Let’s start our lecture as we always do: load some packages. Packages, as you’ll recall, are functions someone has written for R. For us today, we’ll be working with… - ggplot2 to make amazing data visualizations, - tidyverse to help manipulate data, -pacman which makes managing all of these packages so much simpler.

##Lesson 0: packages

if you haven’t already, you can install pacman with the following command: install.packages("pacman",dependencies = T,repos = "http://cran.us.r-project.org")

library(pacman)
p_load(tidyverse, magrittr, ggplot2, ggthemes)

Lesson 1: Function Basics

Before we talk about functions in R, we should first make sure we understand what a function is in general. You all are probably used to thinking of something like:

     `f(x)= x^2`

But what really does this even mean? Why is this a useful tool? - It takes some input (a number), and gives us an output (in this case, the squared number, which is indeed also a number). We can represent the function \(f\) above as: Number -> ADifferentNumber where that arrow is something we call a mapping. A mapping links one object to another. This doesn’t have to be two numbers, it could be a word and a dataframe, or two words. For instance, I could come up with a function called color labeler and then pass it some object, which it will map to a color.

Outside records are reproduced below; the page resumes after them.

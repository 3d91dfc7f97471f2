use crate::auth::{ensure_member, AuthUser};
use crate::config::Config;
use crate::db::{data_sources, now, Database};
use crate::error::ApiError;
use crate::ingest::{self, Parsed};
use actix_multipart::Multipart;
use actix_web::{web, HttpResponse};
use common::model::datasource::{
    DataSource, DataSourceKind, DataSourceMetadata, DataSourceStatus, FileFormat,
};
use common::requests::UploadDataSourceMeta;
use futures_util::StreamExt;
use log::{info, warn};
use serde_json::from_slice;
use uuid::Uuid;

/// `POST /api/data_sources/upload`
///
/// Expects `multipart/form-data` with a `json` part (an
/// `UploadDataSourceMeta`) followed by a `file` part. CSV, TSV and JSON
/// files are accepted, recognised by extension.
///
/// - Parsed files are stored `ready` and returned with `201 Created`.
/// - Files that fail to parse are still stored, in the `error` state with
///   the reason, and the request answers `422`.
pub async fn process(
    user: AuthUser,
    db: web::Data<Database>,
    config: web::Data<Config>,
    payload: Multipart,
) -> Result<HttpResponse, ApiError> {
    let upload = read_upload(payload, config.upload_limit_bytes).await?;
    let conn = db.connect()?;
    ensure_member(&conn, &user, upload.meta.organization_id.as_deref())?;

    let format = FileFormat::from_name(&upload.file_name);
    let bytes = upload.bytes;
    let parsed = tokio::task::spawn_blocking(move || ingest::parse(&bytes, format))
        .await
        .map_err(|e| ApiError::Internal(format!("upload parsing task failed: {}", e)))?;

    let created_at = now();
    let mut source = DataSource {
        id: Uuid::new_v4().to_string(),
        user_id: user.id().to_string(),
        organization_id: upload.meta.organization_id,
        name: upload.meta.name.trim().to_string(),
        kind: DataSourceKind::File,
        format,
        raw_payload: None,
        metadata: DataSourceMetadata::default(),
        status: DataSourceStatus::Ready,
        error_message: None,
        created_at: created_at.clone(),
        updated_at: created_at,
    };

    match parsed {
        Ok(Parsed { payload, metadata }) => {
            source.raw_payload = Some(payload);
            source.metadata = metadata;
            data_sources::insert(&conn, &source)?;
            info!(
                "data source {} uploaded by {}: {} rows",
                source.id,
                user.id(),
                source.metadata.row_count
            );
            Ok(HttpResponse::Created().json(source))
        }
        Err(err) => {
            source.status = DataSourceStatus::Error;
            source.error_message = Some(err.to_string());
            data_sources::insert(&conn, &source)?;
            warn!("upload {} rejected: {}", upload.file_name, err);
            Err(ApiError::Ingest(format!("{} (data source {})", err, source.id)))
        }
    }
}

struct Upload {
    meta: UploadDataSourceMeta,
    file_name: String,
    bytes: Vec<u8>,
}

/// Drains the multipart stream. The metadata part must come before the
/// file so a bad request fails before the file is buffered.
async fn read_upload(mut payload: Multipart, limit: usize) -> Result<Upload, ApiError> {
    let mut meta: Option<UploadDataSourceMeta> = None;
    let mut file: Option<(String, Vec<u8>)> = None;

    while let Some(item) = payload.next().await {
        let mut field = item.map_err(|e| ApiError::BadRequest(e.to_string()))?;
        let name = field
            .content_disposition()
            .and_then(|cd| cd.get_name().map(|n| n.to_string()));

        match name.as_deref() {
            Some("json") => {
                let mut bytes = Vec::new();
                while let Some(chunk) = field.next().await {
                    bytes.extend_from_slice(&chunk.map_err(|e| ApiError::BadRequest(e.to_string()))?);
                }
                let parsed: UploadDataSourceMeta = from_slice(&bytes)
                    .map_err(|e| ApiError::BadRequest(format!("invalid json part: {}", e)))?;
                if parsed.name.trim().is_empty() {
                    return Err(ApiError::BadRequest("data source name must not be empty".into()));
                }
                meta = Some(parsed);
            }
            Some("file") => {
                if meta.is_none() {
                    return Err(ApiError::BadRequest(
                        "the json part must be sent before the file".into(),
                    ));
                }
                let file_name = field
                    .content_disposition()
                    .and_then(|cd| cd.get_filename().map(|f| f.to_string()))
                    .unwrap_or_default();
                if !matches!(
                    FileFormat::from_name(&file_name),
                    FileFormat::Csv | FileFormat::Tsv | FileFormat::Json
                ) {
                    return Err(ApiError::BadRequest(format!(
                        "{:?} is not a .csv, .tsv or .json file",
                        file_name
                    )));
                }
                let mut bytes = Vec::new();
                while let Some(chunk) = field.next().await {
                    let chunk = chunk.map_err(|e| ApiError::BadRequest(e.to_string()))?;
                    if bytes.len() + chunk.len() > limit {
                        return Err(ApiError::BadRequest(format!(
                            "file exceeds the {} byte upload limit",
                            limit
                        )));
                    }
                    bytes.extend_from_slice(&chunk);
                }
                file = Some((file_name, bytes));
            }
            _ => {}
        }
    }

    let meta = meta.ok_or_else(|| ApiError::BadRequest("missing json part".into()))?;
    let (file_name, bytes) = file.ok_or_else(|| ApiError::BadRequest("missing file part".into()))?;
    Ok(Upload {
        meta,
        file_name,
        bytes,
    })
}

color_labeler(banana) = yellow

Where color_labeler is the name of the function, that maps fruits(inputs) to colors(outputs)

Knowing all of this, we need to go back to lecture 1 to remind ourselves about R-facts before we make a function.

  • Everything in R has a name, and everything is an object
  • Functions have inputs/arguments and outputs

With these in mind, let’s write a function that will take some x, and spit out x^2 + 10. That is, let’s write the code for f(x)=x^2+10.

Everything in R needs a name That includes our function.
We do this by starting with a name, setting it equal to a ‘function()’ function.

In general, this function looks like function([some_set_of_arguments]){your function code}. Let’s look at an example below.

function() is a special operator that takes any arguments you want in the parentheses, and then lets you manipulate them in any way you see fit. Think of the parentheses here as the toys you’re giving your computer to play with inthe sandbox.

squarePlusten = function(x){
  #tell squarePlusten what to do. x is an input here, we can tell our function to transform our variable into
  #something else.
  x_squaredten = x^2+10
  #Now, in order to make use of this value, we need our function to spit something out. 
  #We do this with another special function, 'return()'. This will stop your function and tell it to spit out
  #whatever object is in the parentheses. In a sense, it's the toy your computer gives back to the rest of your 
  #workspace.
  return(x_squaredten)
}

notice however: x_squaredten isn’t equal to anything now that our function has been run. That’s because x_squaredten is only defined in the context of your written function.

x_squaredten

Now, let’s see what our function can do here.

#check for 10. should be 110
squarePlusten(10)
## [1] 110

A couple things to note

  • Brackets around functions lets R know where the function starts and ends.

  • Technically we do not need them for one line functions

  • Return: this tells the function what it should return for us. We don’t hold onto any temporary objects created while your function runs, though the function can modify objects outside of itself.

Remember, functions don’t just change numbers to numbers. A more accurate way to think of functions is as a map from one object to another. The starting point is the argument, and the end point is the output. The functions take an object as an input.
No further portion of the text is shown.